━━ PROVIDED DATA ━━

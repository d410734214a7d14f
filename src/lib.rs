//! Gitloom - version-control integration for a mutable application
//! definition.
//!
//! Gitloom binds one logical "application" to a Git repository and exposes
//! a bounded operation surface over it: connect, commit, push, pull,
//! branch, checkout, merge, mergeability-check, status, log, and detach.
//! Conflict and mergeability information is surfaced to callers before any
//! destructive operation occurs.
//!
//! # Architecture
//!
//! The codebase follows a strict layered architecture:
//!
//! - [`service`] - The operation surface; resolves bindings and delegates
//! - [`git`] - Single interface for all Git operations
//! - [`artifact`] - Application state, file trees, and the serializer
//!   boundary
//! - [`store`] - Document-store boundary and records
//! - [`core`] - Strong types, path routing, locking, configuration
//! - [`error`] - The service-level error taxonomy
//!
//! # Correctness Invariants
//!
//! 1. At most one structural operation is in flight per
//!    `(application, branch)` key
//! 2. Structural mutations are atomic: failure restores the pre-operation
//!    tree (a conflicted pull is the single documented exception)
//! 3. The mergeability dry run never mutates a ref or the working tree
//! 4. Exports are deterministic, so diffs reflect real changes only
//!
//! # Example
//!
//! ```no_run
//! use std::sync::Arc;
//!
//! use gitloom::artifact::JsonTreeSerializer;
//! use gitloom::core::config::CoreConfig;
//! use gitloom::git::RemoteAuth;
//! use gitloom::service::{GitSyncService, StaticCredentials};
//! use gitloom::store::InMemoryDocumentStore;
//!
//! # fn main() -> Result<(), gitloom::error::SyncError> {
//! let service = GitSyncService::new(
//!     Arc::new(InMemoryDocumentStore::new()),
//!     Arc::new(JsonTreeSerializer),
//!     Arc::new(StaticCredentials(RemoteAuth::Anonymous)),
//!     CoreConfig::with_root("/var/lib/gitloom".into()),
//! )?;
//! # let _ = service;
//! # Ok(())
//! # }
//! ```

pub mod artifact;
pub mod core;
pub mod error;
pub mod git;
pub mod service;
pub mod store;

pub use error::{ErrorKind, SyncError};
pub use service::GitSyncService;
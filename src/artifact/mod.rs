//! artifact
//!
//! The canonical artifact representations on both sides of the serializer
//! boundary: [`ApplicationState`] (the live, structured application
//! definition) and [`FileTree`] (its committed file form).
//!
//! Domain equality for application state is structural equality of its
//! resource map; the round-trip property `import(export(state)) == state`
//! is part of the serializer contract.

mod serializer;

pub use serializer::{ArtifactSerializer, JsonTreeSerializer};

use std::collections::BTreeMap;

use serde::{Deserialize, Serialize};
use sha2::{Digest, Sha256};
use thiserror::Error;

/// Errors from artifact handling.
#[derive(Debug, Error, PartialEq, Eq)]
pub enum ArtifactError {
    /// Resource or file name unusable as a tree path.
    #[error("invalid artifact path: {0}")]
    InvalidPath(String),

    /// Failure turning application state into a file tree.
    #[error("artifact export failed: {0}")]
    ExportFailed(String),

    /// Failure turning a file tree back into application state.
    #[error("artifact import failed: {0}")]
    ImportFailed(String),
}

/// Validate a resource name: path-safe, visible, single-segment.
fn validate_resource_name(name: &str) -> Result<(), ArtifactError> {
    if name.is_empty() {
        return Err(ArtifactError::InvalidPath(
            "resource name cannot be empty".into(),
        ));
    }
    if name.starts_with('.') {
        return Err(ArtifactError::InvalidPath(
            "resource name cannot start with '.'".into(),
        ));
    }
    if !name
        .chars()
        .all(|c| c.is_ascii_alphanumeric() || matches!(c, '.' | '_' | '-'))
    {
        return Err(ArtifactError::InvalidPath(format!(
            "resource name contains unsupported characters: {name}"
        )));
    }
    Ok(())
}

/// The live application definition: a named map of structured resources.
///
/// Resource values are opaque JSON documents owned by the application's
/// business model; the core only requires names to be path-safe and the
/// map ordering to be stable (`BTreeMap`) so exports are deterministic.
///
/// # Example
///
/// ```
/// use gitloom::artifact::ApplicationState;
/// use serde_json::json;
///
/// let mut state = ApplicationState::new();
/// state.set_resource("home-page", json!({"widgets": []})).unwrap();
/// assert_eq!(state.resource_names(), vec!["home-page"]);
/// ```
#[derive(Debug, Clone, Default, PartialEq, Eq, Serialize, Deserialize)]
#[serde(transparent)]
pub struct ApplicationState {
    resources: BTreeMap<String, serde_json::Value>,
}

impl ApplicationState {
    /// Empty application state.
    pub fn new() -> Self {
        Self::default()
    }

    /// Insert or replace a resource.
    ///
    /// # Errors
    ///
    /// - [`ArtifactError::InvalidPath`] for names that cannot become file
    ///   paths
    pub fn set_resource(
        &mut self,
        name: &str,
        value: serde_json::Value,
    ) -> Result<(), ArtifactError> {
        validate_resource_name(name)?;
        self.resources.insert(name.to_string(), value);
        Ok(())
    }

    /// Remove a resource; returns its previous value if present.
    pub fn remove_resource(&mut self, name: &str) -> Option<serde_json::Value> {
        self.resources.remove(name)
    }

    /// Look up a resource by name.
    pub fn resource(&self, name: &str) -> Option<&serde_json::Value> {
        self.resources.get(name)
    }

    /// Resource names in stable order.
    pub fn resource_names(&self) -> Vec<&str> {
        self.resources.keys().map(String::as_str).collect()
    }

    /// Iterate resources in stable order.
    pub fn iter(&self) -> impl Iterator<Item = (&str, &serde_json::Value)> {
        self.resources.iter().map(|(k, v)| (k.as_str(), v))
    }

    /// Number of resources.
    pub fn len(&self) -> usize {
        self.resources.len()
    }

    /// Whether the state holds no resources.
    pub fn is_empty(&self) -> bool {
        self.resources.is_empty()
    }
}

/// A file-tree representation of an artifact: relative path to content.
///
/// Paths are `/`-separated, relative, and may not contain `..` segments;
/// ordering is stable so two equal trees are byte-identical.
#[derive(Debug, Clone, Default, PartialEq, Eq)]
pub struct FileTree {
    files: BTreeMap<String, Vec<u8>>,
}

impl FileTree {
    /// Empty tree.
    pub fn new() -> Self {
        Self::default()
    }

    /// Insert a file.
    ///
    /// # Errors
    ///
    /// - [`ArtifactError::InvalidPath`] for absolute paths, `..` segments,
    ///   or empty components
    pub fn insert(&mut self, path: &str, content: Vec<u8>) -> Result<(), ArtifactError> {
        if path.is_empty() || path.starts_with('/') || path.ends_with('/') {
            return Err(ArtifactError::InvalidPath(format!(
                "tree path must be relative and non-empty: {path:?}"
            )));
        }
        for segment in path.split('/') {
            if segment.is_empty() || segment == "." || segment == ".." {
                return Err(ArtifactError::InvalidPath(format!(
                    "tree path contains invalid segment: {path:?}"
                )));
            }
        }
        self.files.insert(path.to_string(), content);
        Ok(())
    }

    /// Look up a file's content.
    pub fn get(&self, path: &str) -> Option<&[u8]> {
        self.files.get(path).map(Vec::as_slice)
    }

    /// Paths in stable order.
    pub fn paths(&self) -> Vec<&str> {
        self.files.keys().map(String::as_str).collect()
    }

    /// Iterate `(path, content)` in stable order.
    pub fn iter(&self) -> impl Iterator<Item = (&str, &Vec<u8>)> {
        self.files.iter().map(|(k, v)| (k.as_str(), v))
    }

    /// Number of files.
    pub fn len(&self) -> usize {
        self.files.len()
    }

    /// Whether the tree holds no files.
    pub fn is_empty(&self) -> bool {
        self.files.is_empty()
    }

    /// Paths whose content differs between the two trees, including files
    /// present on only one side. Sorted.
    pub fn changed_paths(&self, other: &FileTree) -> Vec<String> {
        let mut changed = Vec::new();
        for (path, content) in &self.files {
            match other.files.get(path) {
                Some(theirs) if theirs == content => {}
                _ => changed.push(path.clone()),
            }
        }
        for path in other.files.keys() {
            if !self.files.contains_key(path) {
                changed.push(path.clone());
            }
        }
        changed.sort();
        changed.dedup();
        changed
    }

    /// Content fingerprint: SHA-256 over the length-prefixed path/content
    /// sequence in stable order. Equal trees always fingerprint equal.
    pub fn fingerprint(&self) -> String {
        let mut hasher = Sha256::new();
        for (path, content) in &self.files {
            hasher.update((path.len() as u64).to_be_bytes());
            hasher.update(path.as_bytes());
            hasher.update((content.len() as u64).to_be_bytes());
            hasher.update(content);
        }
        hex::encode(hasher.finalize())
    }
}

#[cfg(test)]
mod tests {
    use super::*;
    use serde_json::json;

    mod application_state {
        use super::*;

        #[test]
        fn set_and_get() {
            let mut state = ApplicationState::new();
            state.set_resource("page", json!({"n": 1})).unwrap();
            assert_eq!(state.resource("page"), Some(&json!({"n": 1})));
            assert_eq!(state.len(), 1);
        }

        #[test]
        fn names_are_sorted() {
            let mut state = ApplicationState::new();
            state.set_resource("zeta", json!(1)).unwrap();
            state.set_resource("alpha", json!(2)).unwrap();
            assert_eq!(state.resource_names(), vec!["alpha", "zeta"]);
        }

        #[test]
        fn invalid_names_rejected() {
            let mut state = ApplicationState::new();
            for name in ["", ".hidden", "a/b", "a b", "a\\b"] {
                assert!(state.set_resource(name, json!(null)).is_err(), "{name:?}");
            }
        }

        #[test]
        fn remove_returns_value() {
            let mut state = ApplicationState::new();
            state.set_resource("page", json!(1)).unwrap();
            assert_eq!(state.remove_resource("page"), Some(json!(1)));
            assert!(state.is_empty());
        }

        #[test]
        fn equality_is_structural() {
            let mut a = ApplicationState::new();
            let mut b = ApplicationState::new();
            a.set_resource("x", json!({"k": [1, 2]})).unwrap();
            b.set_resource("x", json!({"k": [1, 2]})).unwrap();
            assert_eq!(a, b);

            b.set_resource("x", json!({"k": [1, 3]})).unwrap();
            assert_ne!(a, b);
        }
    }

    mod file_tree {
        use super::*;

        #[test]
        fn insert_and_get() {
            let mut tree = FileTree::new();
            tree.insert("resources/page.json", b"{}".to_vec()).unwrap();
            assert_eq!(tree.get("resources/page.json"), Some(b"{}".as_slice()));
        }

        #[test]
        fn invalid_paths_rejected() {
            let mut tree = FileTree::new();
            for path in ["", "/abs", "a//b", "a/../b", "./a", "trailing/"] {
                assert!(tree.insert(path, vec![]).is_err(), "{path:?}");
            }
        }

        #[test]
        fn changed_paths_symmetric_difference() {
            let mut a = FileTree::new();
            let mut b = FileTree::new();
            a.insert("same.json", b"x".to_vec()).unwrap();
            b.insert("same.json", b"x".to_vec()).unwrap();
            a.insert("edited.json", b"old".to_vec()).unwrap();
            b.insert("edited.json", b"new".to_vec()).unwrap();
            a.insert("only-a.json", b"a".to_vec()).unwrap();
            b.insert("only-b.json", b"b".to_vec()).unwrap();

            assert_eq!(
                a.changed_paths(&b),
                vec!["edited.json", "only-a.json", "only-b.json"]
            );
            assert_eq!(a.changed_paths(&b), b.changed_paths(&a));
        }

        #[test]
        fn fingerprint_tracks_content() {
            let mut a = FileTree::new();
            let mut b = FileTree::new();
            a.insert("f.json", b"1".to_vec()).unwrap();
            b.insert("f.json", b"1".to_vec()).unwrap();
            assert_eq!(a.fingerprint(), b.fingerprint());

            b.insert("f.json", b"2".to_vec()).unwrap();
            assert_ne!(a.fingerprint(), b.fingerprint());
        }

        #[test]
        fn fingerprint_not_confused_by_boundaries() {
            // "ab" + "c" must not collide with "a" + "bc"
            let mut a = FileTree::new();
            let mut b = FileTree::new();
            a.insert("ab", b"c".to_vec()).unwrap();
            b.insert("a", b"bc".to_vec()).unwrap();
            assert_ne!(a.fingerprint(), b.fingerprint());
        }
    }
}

━━━

- [WHAT IS NEEDED] Note each line above that holds "segments", then copy all of them.

- [RESULT OF THE TASK]
/// Paths are `/`-separated, relative, and may not contain `..` segments;
    /// - [`ArtifactError::InvalidPath`] for absolute paths, `..` segments,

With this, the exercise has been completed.